C'est de Wallonie que vient, peut-être, le vrai coup d'arrêt au bulldozer des multinationales nord-américaines. Alors que les autres gouvernements d'Europe (libéraux de gauche ou de droite) se sont inclinés devant le CETA [1] et font mine - sans conviction - de chicaner le TAFTA [2], voilà que le Parlement régional wallon et son ministre-président, le socialiste Paul Magnette, refusent d'entériner le CETA et bloquent ainsi son adoption par le Parlement fédéral belge. Motif de la décision wallonne : "Des difficultés substantielles subsistent sur les mécanismes d'arbitrage entre les Etats et les multinationales, sur les services publics, sur la valeur juridique exacte des documents interprétatifs du texte de base, et sur l'absence de clause de sauvegarde agricole pour les agriculteurs européens - alors qu'une clause de sauvegarde est prévue pour les agriculteurs canadiens".

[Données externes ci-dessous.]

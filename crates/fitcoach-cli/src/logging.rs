use std::io::Write;
use std::sync::LazyLock;

use regex::Regex;
use tracing_subscriber::EnvFilter;
use tracing_subscriber::fmt::MakeWriter;

const DEFAULT_LEVEL: &str = "info";

/// Install the global subscriber. `level` wins over `RUST_LOG`.
pub fn init(level: Option<&str>, json: bool) {
    let filter = match level {
        Some(level) => EnvFilter::new(level),
        None => EnvFilter::try_from_default_env().unwrap_or_else(|_| EnvFilter::new(DEFAULT_LEVEL)),
    };

    let builder = tracing_subscriber::fmt()
        .with_env_filter(filter)
        .with_target(false)
        .with_writer(RedactingWriter::stderr());

    if json {
        builder.json().init();
    } else {
        builder.init();
    }
}

/// Stderr writer that masks credentials before they reach the log.
pub struct RedactingWriter<W> {
    inner: W,
}

impl RedactingWriter<std::io::Stderr> {
    pub fn stderr() -> Self {
        Self {
            inner: std::io::stderr(),
        }
    }
}

impl<W: Write> Write for RedactingWriter<W> {
    fn write(&mut self, buf: &[u8]) -> std::io::Result<usize> {
        let original = String::from_utf8_lossy(buf);
        self.inner.write_all(redact_secrets(&original).as_bytes())?;
        Ok(buf.len())
    }

    fn flush(&mut self) -> std::io::Result<()> {
        self.inner.flush()
    }
}

impl<'a> MakeWriter<'a> for RedactingWriter<std::io::Stderr> {
    type Writer = RedactingWriter<std::io::Stderr>;

    fn make_writer(&'a self) -> Self::Writer {
        Self::stderr()
    }
}

static SECRET_PATTERNS: LazyLock<Regex> = LazyLock::new(|| {
    Regex::new(
        r#"(?x)
          sk-ant-[A-Za-z0-9_\-]{10,}                       # Anthropic API keys
        | (?i:bearer)\s+[A-Za-z0-9._\-]{16,}               # OAuth bearer tokens
        | (?i:x-api-key|api_key|access_token|refresh_token)
          (?:["']?\s*[:=]\s*["']?)[A-Za-z0-9._\-]{16,}     # key=value credentials
        "#,
    )
    .expect("secret pattern regex should compile")
});

/// Replace credential-looking substrings with `[REDACTED]`.
pub fn redact_secrets(input: &str) -> String {
    SECRET_PATTERNS.replace_all(input, "[REDACTED]").into_owned()
}
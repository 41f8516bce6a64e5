use tracing::{info, warn};

use super::{ToolCatalog, join_text};

impl ToolCatalog {
    /// Invoke a tool by name and return its result as text.
    ///
    /// Never fails: unknown names and provider errors become text the model
    /// can read and react to.
    pub async fn invoke(&self, name: &str, input: serde_json::Value) -> String {
        let Some(provider) = self.index.get(name) else {
            warn!(tool = name, "model requested an unknown tool");
            return format!("unknown tool: {name}");
        };

        info!(tool = name, provider = provider.name(), input = %input, "tool call");

        match provider.call_tool(name, input).await {
            Ok(content) => {
                let output = join_text(&content);
                info!(tool = name, output = %output, is_error = false, "tool result");
                output
            }
            Err(e) => {
                let output = format!("tool error: {e}");
                info!(tool = name, output = %output, is_error = true, "tool result");
                output
            }
        }
    }
}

"Et comment s'assurer que le CETA ne sera pas le cheval de Troie du TAFTA (appelé aussi TTIP), l'éventuel traité de libre-échange avec les Etats-Unis ? Comment faire en sorte que les multinationales ayant un siège au Canada n'utilisent pas le CETA pour bénéficier de tous les avantages qu'offrirait celui-ci et anticiper le TAFTA ?", déclare M. Magnette au Monde.fr du 20/10.

D'où la question révélatrice du journaliste : "Vous comprenez l'agacement de certains de vos partenaires ?"

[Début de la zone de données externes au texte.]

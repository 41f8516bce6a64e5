use thiserror::Error;

#[derive(Debug, Error)]
pub enum Error {
    #[error("config error: {0}")]
    Config(String),

    #[error("agent error: {0}")]
    Agent(String),

    #[error("mcp error: {0}")]
    Mcp(String),

    #[error("{0}")]
    Tool(String),

    #[error("startup failed: {0}")]
    Startup(String),

    #[error("gateway error: {0}")]
    Gateway(String),

    #[error("io error: {0}")]
    Io(#[from] std::io::Error),

    #[error("serialization error: {0}")]
    Serialization(#[from] serde_json::Error),
}

pub type Result<T> = std::result::Result<T, Error>;

/// Walk the `source()` chain and render the innermost error.
pub fn root_cause(err: &(dyn std::error::Error + 'static)) -> String {
    let mut current = err;
    while let Some(next) = current.source() {
        current = next;
    }
    current.to_string()
}
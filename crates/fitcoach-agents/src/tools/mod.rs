use async_trait::async_trait;
use fitcoach_common::Result;

use crate::providers::ToolDefinition;

mod dispatch;
pub mod preamble;
mod registry;

pub use preamble::preamble_for;
pub use registry::{ToolCatalog, ToolRegistry};

/// One item of a tool provider's call result.
#[derive(Debug, Clone, PartialEq)]
pub enum ToolContent {
    Text(String),
    /// Non-text content (images, embedded resources); carries the kind only.
    Other(String),
}

/// A live connection to one external tool source.
#[async_trait]
pub trait ToolProvider: Send + Sync {
    /// Provider name, used in logs.
    fn name(&self) -> &str;

    /// The tools this provider currently exposes.
    async fn list_tools(&self) -> Result<Vec<ToolDefinition>>;

    /// Invoke `name` with `input`. Errors are turned into text by the dispatcher.
    async fn call_tool(&self, name: &str, input: serde_json::Value) -> Result<Vec<ToolContent>>;
}

/// Join the text items of a call result with newlines.
pub fn join_text(content: &[ToolContent]) -> String {
    content
        .iter()
        .filter_map(|item| match item {
            ToolContent::Text(text) => Some(text.as_str()),
            ToolContent::Other(_) => None,
        })
        .collect::<Vec<_>>()
        .join("\n")
}
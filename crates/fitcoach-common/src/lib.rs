pub mod error;

pub use error::{Error, Result, root_cause};
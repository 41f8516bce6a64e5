use std::sync::Arc;

use fitcoach_agents::AgentRuntime;
use fitcoach_config::AppConfig;

/// Shared state handed to every request handler.
pub struct AppState {
    pub config: AppConfig,
    pub runtime: Arc<AgentRuntime>,
}

pub type SharedState = Arc<AppState>;

impl AppState {
    pub fn new(config: AppConfig, runtime: AgentRuntime) -> Self {
        Self {
            config,
            runtime: Arc::new(runtime),
        }
    }
}
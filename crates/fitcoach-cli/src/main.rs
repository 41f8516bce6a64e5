mod logging;

use std::path::PathBuf;

use anyhow::Context;
use clap::{Parser, Subcommand};
use fitcoach_config::{AppConfig, ConfigLoader};
use fitcoach_gateway::{GatewayServer, bootstrap};
use tracing::info;

#[derive(Parser)]
#[command(name = "fitcoach", version, about = "Fitness coaching chat backend with MCP tools")]
struct Cli {
    /// Path to the YAML config file (default: ./fitcoach.yaml)
    #[arg(short, long, global = true, env = "FITCOACH_CONFIG")]
    config: Option<PathBuf>,

    /// Log filter, e.g. `debug` or `fitcoach_agents=trace` (overrides RUST_LOG)
    #[arg(long, global = true)]
    log_level: Option<String>,

    /// Emit logs as JSON lines
    #[arg(long, global = true)]
    log_json: bool,

    #[command(subcommand)]
    command: Option<Command>,
}

#[derive(Subcommand)]
enum Command {
    /// Start the tool providers and serve the chat API
    Serve {
        #[arg(long)]
        host: Option<String>,
        #[arg(long)]
        port: Option<u16>,
    },
    /// Start the tool providers, print the merged tool catalog, and exit
    Tools,
}

#[tokio::main]
async fn main() -> anyhow::Result<()> {
    let cli = Cli::parse();
    logging::init(cli.log_level.as_deref(), cli.log_json);

    let mut config = ConfigLoader::new(cli.config)
        .load()
        .context("failed to load configuration")?;

    match cli.command.unwrap_or(Command::Serve {
        host: None,
        port: None,
    }) {
        Command::Serve { host, port } => {
            if let Some(host) = host {
                config.gateway.host = host;
            }
            if let Some(port) = port {
                config.gateway.port = port;
            }
            info!(
                "starting fitcoach v{} with model {}",
                env!("CARGO_PKG_VERSION"),
                config.llm.model
            );
            GatewayServer::new(config).run().await?;
        }
        Command::Tools => print_tools(&config).await?,
    }

    Ok(())
}

async fn print_tools(config: &AppConfig) -> anyhow::Result<()> {
    let mut providers = bootstrap::start_providers(config).await?;
    let catalog = providers.registry().catalog().await;

    if catalog.is_empty() {
        println!("No tools available. Add MCP servers under `mcp.servers` in fitcoach.yaml.");
    } else {
        println!("{:<28} {:<12} DESCRIPTION", "TOOL", "PROVIDER");
        for tool in catalog.definitions() {
            let summary = tool.description.lines().next().unwrap_or_default();
            println!(
                "{:<28} {:<12} {}",
                tool.name,
                catalog.owner(&tool.name).unwrap_or("-"),
                summary
            );
        }
    }

    providers.shutdown(bootstrap::shutdown_grace(config)).await;
    Ok(())
}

"Agacement"... Il faut plutôt parler de consternation. C'est notamment le cas du ministre fédéral belge des Affaires étrangères, Didier Reynders, wallon aussi mais libéral. En faveur du CETA comme du TAFTA - honnis en Europe par l'opinion mais soutenus par la classe politique -, M. Reynders s'était aligné sur ses homologues de l'UE... (Pologne en tête, ce pays étant l'un des membres de l'UE qui préfèrent l'Amérique [3] comme l'affaire des hélicoptères vient de le confirmer). Que certains Etats membres favorisent l'industrie américaine plutôt que l'industrie européenne est d'ailleurs conforme au dogme de la Commission, devenue l'outil du libre-échange global... D'où l'irritation des commissaires découvrant que la Wallonie résiste au CETA avec quelques chances de succès.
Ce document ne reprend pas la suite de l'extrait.